Development Squad coach Nick Haycock felt his West Ham United side had performed a whole lot better than the 5-0 scoreline against PSV Eindhoven suggested.
In the U21s' final pre-season outing, the Hammers were largely the architects of their own downfall, spurning a series of early chances before gifting PSV the opener at their Sportcomplex de Herdgang training base on Tuesday.
Once Amos Nasha's back-pass had slid beyond Sam Howes with 15 gone, Haycock's young men lost their way, with Olivier Rommens' deflected effort, Rai Vloet's spot-kick and a Moussa Sanoh breakaway goal leaving the Hammers four down at the break.
Menno Koch nodded home a fifth shortly after the hour and though the visitors ultimately had precious little to show for their efforts, Haycock thought the game could and should have been a much tighter affair.

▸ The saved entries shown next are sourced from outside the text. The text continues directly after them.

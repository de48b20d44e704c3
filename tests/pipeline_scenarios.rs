use std::sync::Arc;

use metin::analysis::morphology::{AnalyzedWord, MorphologicalAnalyzer, Sentence, UPos};
use metin::error::Result;
use metin::language::Language;
use metin::pipeline::cleaning::CleaningPipeline;
use metin::pipeline::flags::StageFlags;
use metin::pipeline::resources::PipelineResources;
use metin::pipeline::trace::Stage;
use metin::spelling::dictionary::CorrectionDictionary;
use metin::stopwords::StopwordStore;

fn default_pipeline() -> Result<CleaningPipeline> {
    CleaningPipeline::with_defaults()
}

#[test]
fn turkish_comment_is_cleaned_end_to_end() -> Result<()> {
    let pipeline = default_pipeline()?;
    let cleaned = pipeline.run(
        "Bu harika bir ürün yapiyor! #tag https://x.com @satici",
        Language::Turkish,
        &StageFlags::default(),
    );
    assert_eq!(cleaned, "harika ürün yapıyor");
    Ok(())
}

#[test]
fn cleaning_a_clean_sentence_again_changes_nothing() -> Result<()> {
    let pipeline = default_pipeline()?;
    let flags = StageFlags::default();

    let once = pipeline.run("Bu harika bir ürün yapiyor!", Language::Turkish, &flags);
    let twice = pipeline.run(&once, Language::Turkish, &flags);
    assert_eq!(once, twice);
    Ok(())
}

#[test]
fn uppercase_turkish_stopwords_are_removed_on_first_pass() -> Result<()> {
    let pipeline = default_pipeline()?;
    let flags = StageFlags::default();

    let once = pipeline.run("BİR ürün İÇİN", Language::Turkish, &flags);
    assert_eq!(once, "ürün");
    assert_eq!(pipeline.run(&once, Language::Turkish, &flags), once);
    Ok(())
}

#[test]
fn cleaning_stemmed_output_again_changes_nothing() -> Result<()> {
    let pipeline = default_pipeline()?;
    let flags = StageFlags::default();

    let cases = [
        ("Ödemeler hızlı", Language::Turkish),
        ("Gelmeler", Language::Turkish),
        ("Kitaplardan aldım", Language::Turkish),
        ("BİR ürün İÇİN", Language::Turkish),
        ("Bu ürün güzel değil", Language::Turkish),
        ("The presents arrived quickly", Language::English),
    ];
    for (text, language) in cases {
        let once = pipeline.run(text, language, &flags);
        let twice = pipeline.run(&once, language, &flags);
        assert_eq!(once, twice, "second pass changed {text:?}");
        assert!(
            !twice.contains("_NEG") || text.contains("değil"),
            "{text:?} gained a negation tag: {twice:?}"
        );
    }

    assert_eq!(
        pipeline.run("Ödemeler hızlı", Language::Turkish, &flags),
        "ödemeler hızlı"
    );
    assert_eq!(
        pipeline.run("Kitaplardan aldım", Language::Turkish, &flags),
        "kitap aldım"
    );
    Ok(())
}

#[test]
fn negation_scope_survives_stopword_removal() -> Result<()> {
    let pipeline = default_pipeline()?;
    let flags = StageFlags::default();

    assert_eq!(
        pipeline.run("Bu ürün güzel değil", Language::Turkish, &flags),
        "ürün güzel_NEG"
    );
    assert_eq!(
        pipeline.run("değil güzel", Language::Turkish, &flags),
        "güzel_NEG"
    );

    let english = pipeline.run("The product is NOT good!!!", Language::English, &flags);
    assert!(english.split(' ').any(|t| t == "good_NEG"));
    assert!(!english.split(' ').any(|t| t == "the" || t == "not"));
    Ok(())
}

#[test]
fn negation_off_keeps_negation_word_as_stopword_candidate() -> Result<()> {
    let pipeline = default_pipeline()?;
    let flags = StageFlags {
        negation: false,
        ..Default::default()
    };

    let cleaned = pipeline.run("Bu ürün güzel değil", Language::Turkish, &flags);
    assert!(!cleaned.contains("_NEG"));
    assert!(cleaned.contains("değil"));
    Ok(())
}

#[test]
fn user_stopwords_and_corrections_flow_through_snapshot() -> Result<()> {
    let mut stopwords = StopwordStore::new();
    stopwords.add(Language::Turkish, "ürün");
    let corrections = CorrectionDictionary::from_pairs([("kargooo", "kargo")]);

    let pipeline = CleaningPipeline::new(PipelineResources::new(&stopwords, corrections)?)?;
    let cleaned = pipeline.run("Ürün kargooo hızlı", Language::Turkish, &StageFlags::default());
    assert_eq!(cleaned, "kargo hızlı");
    Ok(())
}

#[test]
fn trace_follows_stage_order() -> Result<()> {
    let pipeline = default_pipeline()?;
    let trace = pipeline.run_traced("Güzeeel ürün!!", Language::Turkish, &StageFlags::all());

    let numbers: Vec<u8> = trace.stages().iter().map(Stage::number).collect();
    let mut sorted = numbers.clone();
    sorted.sort_unstable();
    assert_eq!(numbers, sorted);

    assert_eq!(trace.text_at(Stage::Original), Some("Güzeeel ürün!!"));
    assert_eq!(trace.text_at(Stage::Whitespace), Some("güzeeel ürün"));
    assert_eq!(trace.text_at(Stage::SpellCheck), Some("güzel ürün"));
    assert_eq!(trace.output, "güzel ürün");
    Ok(())
}

#[test]
fn number_stripping_is_opt_in() -> Result<()> {
    let pipeline = default_pipeline()?;
    let text = "5 yıldız verdim";
    let normalized_only = StageFlags {
        tokenize: false,
        ..Default::default()
    };
    assert_eq!(
        pipeline.run(text, Language::Turkish, &normalized_only),
        "5 yıldız verdim"
    );

    let stripped = StageFlags {
        strip_numbers: true,
        ..normalized_only
    };
    assert_eq!(
        pipeline.run(text, Language::Turkish, &stripped),
        "yıldız verdim"
    );
    Ok(())
}

struct LookupAnalyzer;

impl MorphologicalAnalyzer for LookupAnalyzer {
    fn analyze(&self, text: &str) -> Result<Vec<Sentence>> {
        let words = text
            .split_whitespace()
            .map(|w| match w {
                "kitaplar" => AnalyzedWord::new(w, "kitap", UPos::Noun),
                "okudum" => AnalyzedWord::new(w, "oku", UPos::Verb),
                other => AnalyzedWord::new(other, other, UPos::X),
            })
            .collect();
        Ok(vec![words])
    }

    fn name(&self) -> &'static str {
        "lookup"
    }
}

#[test]
fn analyzer_lemmatizes_content_words() -> Result<()> {
    let resources = PipelineResources::with_defaults()?.with_analyzer(Arc::new(LookupAnalyzer));
    let pipeline = CleaningPipeline::new(resources)?;

    let trace = pipeline.run_traced("Kitaplar okudum", Language::Turkish, &StageFlags::default());
    assert!(trace.stages().contains(&Stage::Lemmatize));
    assert!(!trace.stages().contains(&Stage::Stem));
    assert_eq!(trace.output, "kitap oku kitap_oku");
    Ok(())
}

He told West Ham TV: "It's a great game for us to play and a great learning experience for the boys. In the first 15 minutes, I think our game plan was working well, putting pressure on the ball high up the pitch and we took the ball off them three or four times. Arguably, we could have been two or three nil up in the first 15 minutes and we never looked in any real danger.
"If you look at the stats at the end of the game, I think they'd be an interesting read. Obviously the top line is the one that counts, but final third entries, penalty box entries, pass completion and so on, I think it would be a close contest.
"But the scoreline is what it is and the boys have to learn quickly from that. What we're trying to achieve with the players is to become a Premier League player. If you do make the mistakes that we did for the goals and then go under for a 15-20 minute spell, the game can get away from you and I think that's what happened."
Despite the severity of the scoreline, Haycock is still hopeful that his young charges will take plenty from the experience, not least that the devil is in the detail.
He continued: "It goes on the website as 5-0 but we know it wasn't a 5-0 game. The players have to realise that what's showing on the scoreline stems from the little details, the finer margins. The final cross getting into the right area, blocking the shot, not making the rash tackle for the penalty and not switching off for a set-play.
"Those little things, combined with the general way we played, with and without the ball, then we've got a decent side in there."
Under the circumstances, Haycock was particularly impressed with West Ham's second-half showing and was just disappointed that they were unable to make their pressure pay in front of goal.
"At half-time, it's a question of making adjustments, but tactically we didn't have to adjust anything. It was just a case of, 'can you replicate the 15 minutes we had at the start of the game' and I think we did that in the second half.
"There were spells throughout the game when we were on top and we just didn't quite get it over the line to get that goal to get us back in the game. We always felt that if we got one, there were more in us, but the final ball in the final third wasn't quite there on Tuesday."